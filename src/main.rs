use std::path::PathBuf;
use std::sync::Arc;

use anyhow::{bail, Context};
use clap::{Parser, Subcommand};

use cardpacks::config::{AppConfig, StorageBackend};
use cardpacks::core::catalog::{
    describe_variant_type, BlobStore, BlobTable, CardManager, CardType, FileBlobStore,
    FileKeyValueStore, ImportResult, KeyValueStore, MemoryBlobStore, MemoryKeyValueStore,
    ObjectUrlRegistry,
};
use cardpacks::core::logging::{
    self, print_error, print_info, print_panel, print_success, print_warning,
};

/// cardpacks - manage Daggerheart custom card packs
#[derive(Parser)]
#[command(name = "cardpacks")]
#[command(author, version = cardpacks::VERSION, about, long_about = None)]
#[command(propagate_version = true)]
struct Cli {
    /// Config file (defaults to ~/.config/cardpacks/config.toml)
    #[arg(long, global = true, env = "CARDPACKS_CONFIG")]
    config: Option<PathBuf>,

    /// Override the data directory
    #[arg(long, global = true, env = "CARDPACKS_DATA_DIR")]
    data_dir: Option<PathBuf>,

    /// Print results as JSON
    #[arg(long, global = true)]
    json: bool,

    #[command(subcommand)]
    command: Commands,
}

#[derive(Subcommand)]
enum Commands {
    /// Import one or more card pack files
    Import {
        #[arg(value_name = "FILE", required = true)]
        files: Vec<PathBuf>,
    },
    /// List installed batches
    List,
    /// List visible cards
    Cards {
        /// Only cards of this type
        #[arg(long = "type", value_name = "TYPE")]
        card_type: Option<CardType>,
    },
    /// Remove a batch and its cards
    Remove {
        #[arg(value_name = "BATCH_ID")]
        batch_id: String,
    },
    /// Enable or disable a batch
    Toggle {
        #[arg(value_name = "BATCH_ID")]
        batch_id: String,
    },
    /// Show the merged custom field names
    Fields,
    /// Show the merged variant type definitions
    Variants,
    /// Attach an image to a card
    SetImage {
        #[arg(value_name = "CARD_ID")]
        card_id: String,
        #[arg(value_name = "FILE")]
        file: PathBuf,
    },
    /// Check storage integrity and usage
    Doctor,
    /// Remove orphaned records and repair the index
    Cleanup,
    /// Remove every custom batch
    Clear {
        /// Skip the safety check
        #[arg(long)]
        yes: bool,
    },
}

#[tokio::main]
async fn main() {
    let cli = Cli::parse();

    let mut config = match &cli.config {
        Some(path) => AppConfig::load_from(path),
        None => AppConfig::load(),
    };
    if let Some(dir) = &cli.data_dir {
        config.storage.data_dir = Some(dir.clone());
    }

    let _log_guard = logging::init(&config.data_dir().join("logs"));
    log::debug!("cardpacks v{} starting", cardpacks::VERSION);

    if let Err(e) = run(cli, config).await {
        print_error(&format!("{:#}", e));
        std::process::exit(1);
    }
}

async fn open_manager(config: &AppConfig) -> anyhow::Result<CardManager> {
    let (kv, blobs): (Arc<dyn KeyValueStore>, Arc<dyn BlobStore>) = match config.storage.backend {
        StorageBackend::Memory => (
            Arc::new(MemoryKeyValueStore::new()),
            Arc::new(MemoryBlobStore::new(BlobTable::Real)),
        ),
        StorageBackend::File => (
            Arc::new(FileKeyValueStore::open(config.store_dir())?),
            Arc::new(FileBlobStore::open(config.blob_dir(), BlobTable::Real).await?),
        ),
    };

    let manager = CardManager::new(
        kv,
        blobs,
        Arc::new(ObjectUrlRegistry::new()),
        config.catalog_config(),
        config.image_cache_config(),
    );
    let report = manager.initialize().await.context("failed to load the catalog")?;
    for id in &report.skipped_batches {
        print_warning(&format!("Batch {} could not be loaded; run `cardpacks doctor`", id));
    }
    Ok(manager)
}

async fn run(cli: Cli, config: AppConfig) -> anyhow::Result<()> {
    let manager = open_manager(&config).await?;

    match cli.command {
        Commands::Import { files } => {
            let mut failures = 0;
            for file in &files {
                let text = std::fs::read_to_string(file)
                    .with_context(|| format!("cannot read {}", file.display()))?;
                let file_name = file
                    .file_name()
                    .and_then(|n| n.to_str())
                    .unwrap_or_default();
                let result = manager.import_json_str(&text, file_name).await;
                if !result.success {
                    failures += 1;
                }
                if cli.json {
                    println!("{}", serde_json::to_string_pretty(&result)?);
                } else {
                    report_import(file_name, &result);
                }
            }
            if failures > 0 {
                bail!("{} of {} import(s) failed", failures, files.len());
            }
        }
        Commands::List => {
            let batches = manager.list_batches().await;
            if cli.json {
                println!("{}", serde_json::to_string_pretty(&batches)?);
                return Ok(());
            }
            for batch in batches {
                let state = if batch.disabled { "disabled" } else { "enabled" };
                let system = if batch.is_system_batch { " [system]" } else { "" };
                println!(
                    "{:<40} {:<24} {:>5} cards  {:<8} {}{}",
                    batch.id,
                    batch.name,
                    batch.card_count,
                    state,
                    batch.import_time.format("%Y-%m-%d %H:%M"),
                    system
                );
            }
        }
        Commands::Cards { card_type } => {
            let cards = match card_type {
                Some(t) => manager.load_cards_by_type(t).await,
                None => manager.load_all_cards().await,
            };
            if cli.json {
                println!("{}", serde_json::to_string_pretty(&cards)?);
                return Ok(());
            }
            for card in &cards {
                println!(
                    "{:<36} {:<10} {:<16} {}",
                    card.id,
                    card.card_type,
                    card.name,
                    card.batch_name.as_deref().unwrap_or("-")
                );
            }
            print_info(&format!("{} card(s)", cards.len()));
        }
        Commands::Remove { batch_id } => {
            let result = manager.remove_batch(&batch_id).await;
            if cli.json {
                println!("{}", serde_json::to_string_pretty(&result)?);
            }
            if !result.success {
                bail!(result.errors.join("; "));
            }
            print_success(&format!(
                "Removed batch {} ({} card(s))",
                batch_id,
                result.removed_card_ids.len()
            ));
        }
        Commands::Toggle { batch_id } => {
            let disabled = manager.toggle_batch_disabled(&batch_id).await?;
            print_success(&format!(
                "Batch {} is now {}",
                batch_id,
                if disabled { "disabled" } else { "enabled" }
            ));
        }
        Commands::Fields => {
            let fields = manager.get_aggregated_custom_fields().await;
            if cli.json {
                println!("{}", serde_json::to_string_pretty(&fields)?);
                return Ok(());
            }
            for (category, names) in fields {
                println!("{}: {}", category, names.join(", "));
            }
        }
        Commands::Variants => {
            let types = manager.get_aggregated_variant_types().await;
            if cli.json {
                println!("{}", serde_json::to_string_pretty(&types)?);
                return Ok(());
            }
            for (type_id, def) in &types {
                println!("{}  {}", type_id, describe_variant_type(def));
            }
            for diag in manager.aggregation_diagnostics().await {
                print_warning(&format!(
                    "Variant type '{}' from {} is overridden by {}",
                    diag.type_id, diag.overridden_batch, diag.winning_batch
                ));
            }
        }
        Commands::SetImage { card_id, file } => {
            if manager.get_card_by_id(&card_id).await.is_none() {
                bail!("no visible card with id '{}'", card_id);
            }
            let data = std::fs::read(&file)
                .with_context(|| format!("cannot read {}", file.display()))?;
            manager
                .store_card_image(&card_id, data, mime_type_for(&file))
                .await?;
            print_success(&format!("Stored image for {}", card_id));
        }
        Commands::Doctor => {
            let report = manager.validate_integrity().await?;
            let stats = manager.stats().await?;
            if cli.json {
                let out = serde_json::json!({ "integrity": report, "stats": stats });
                println!("{}", serde_json::to_string_pretty(&out)?);
                return Ok(());
            }
            let mut lines = vec![
                format!(
                    "Batches: {} ({} disabled)",
                    stats.batch_count, stats.disabled_batches
                ),
                format!("Cards: {} visible of {}", stats.visible_cards, stats.total_cards),
                format!(
                    "Storage: {} / {} bytes ({:.1}%)",
                    stats.storage.used_bytes,
                    stats.storage.quota_bytes,
                    stats.storage.usage_ratio() * 100.0
                ),
            ];
            for (card_type, count) in &stats.cards_by_type {
                lines.push(format!("  {:<10} {}", card_type, count));
            }
            print_panel("Catalog", &lines.join("\n"));

            if report.is_healthy() {
                print_success("Storage is consistent");
            } else {
                for key in &report.orphaned_keys {
                    print_warning(&format!("Orphaned record: {}", key));
                }
                for id in &report.missing_batches {
                    print_warning(&format!("Indexed batch without record: {}", id));
                }
                for id in &report.corrupted_batches {
                    print_warning(&format!("Corrupted batch record: {}", id));
                }
                if report.index_mismatch {
                    print_warning("Index totals disagree with its entries");
                }
                print_info("Run `cardpacks cleanup` to repair");
            }
        }
        Commands::Cleanup => {
            let report = manager.cleanup_orphaned_data().await?;
            print_success(&format!(
                "Removed {} orphaned record(s), repaired {} index entr(ies), freed {} bytes",
                report.removed_keys.len(),
                report.repaired_batches.len(),
                report.freed_bytes
            ));
        }
        Commands::Clear { yes } => {
            if !yes {
                bail!("this removes every custom batch; pass --yes to confirm");
            }
            let removed = manager.clear_all_custom_data().await?;
            print_success(&format!("Removed {} custom batch(es)", removed));
        }
    }

    Ok(())
}

fn report_import(file_name: &str, result: &ImportResult) {
    for warning in &result.warnings {
        print_warning(warning);
    }
    if result.success {
        print_success(&format!(
            "{}: imported {} card(s) as {}",
            file_name,
            result.imported_count,
            result.batch_id.as_deref().unwrap_or("-")
        ));
        return;
    }

    let stage = result
        .failed_stage
        .map(|s| s.to_string())
        .unwrap_or_else(|| "unknown".to_string());
    print_error(&format!("{}: import failed at stage {}", file_name, stage));
    for line in &result.errors {
        eprintln!("  {}", line);
    }
}

fn mime_type_for(path: &std::path::Path) -> &'static str {
    match path
        .extension()
        .and_then(|e| e.to_str())
        .map(str::to_ascii_lowercase)
        .as_deref()
    {
        Some("webp") => "image/webp",
        Some("png") => "image/png",
        Some("jpg") | Some("jpeg") => "image/jpeg",
        Some("gif") => "image/gif",
        _ => "application/octet-stream",
    }
}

**Assignment**
Starting with the first line above and ending with the line that holds "#[derive(Parser)]", restate each line word for word and add nothing else.

**The answer**
filename src/main.rs
use std::path::PathBuf;
use std::sync::Arc;

use anyhow::{bail, Context};
use clap::{Parser, Subcommand};

use cardpacks::config::{AppConfig, StorageBackend};
use cardpacks::core::catalog::{
    describe_variant_type, BlobStore, BlobTable, CardManager, CardType, FileBlobStore,
    FileKeyValueStore, ImportResult, KeyValueStore, MemoryBlobStore, MemoryKeyValueStore,
    ObjectUrlRegistry,
};
use cardpacks::core::logging::{
    self, print_error, print_info, print_panel, print_success, print_warning,
};

/// cardpacks - manage Daggerheart custom card packs
#[derive(Parser)]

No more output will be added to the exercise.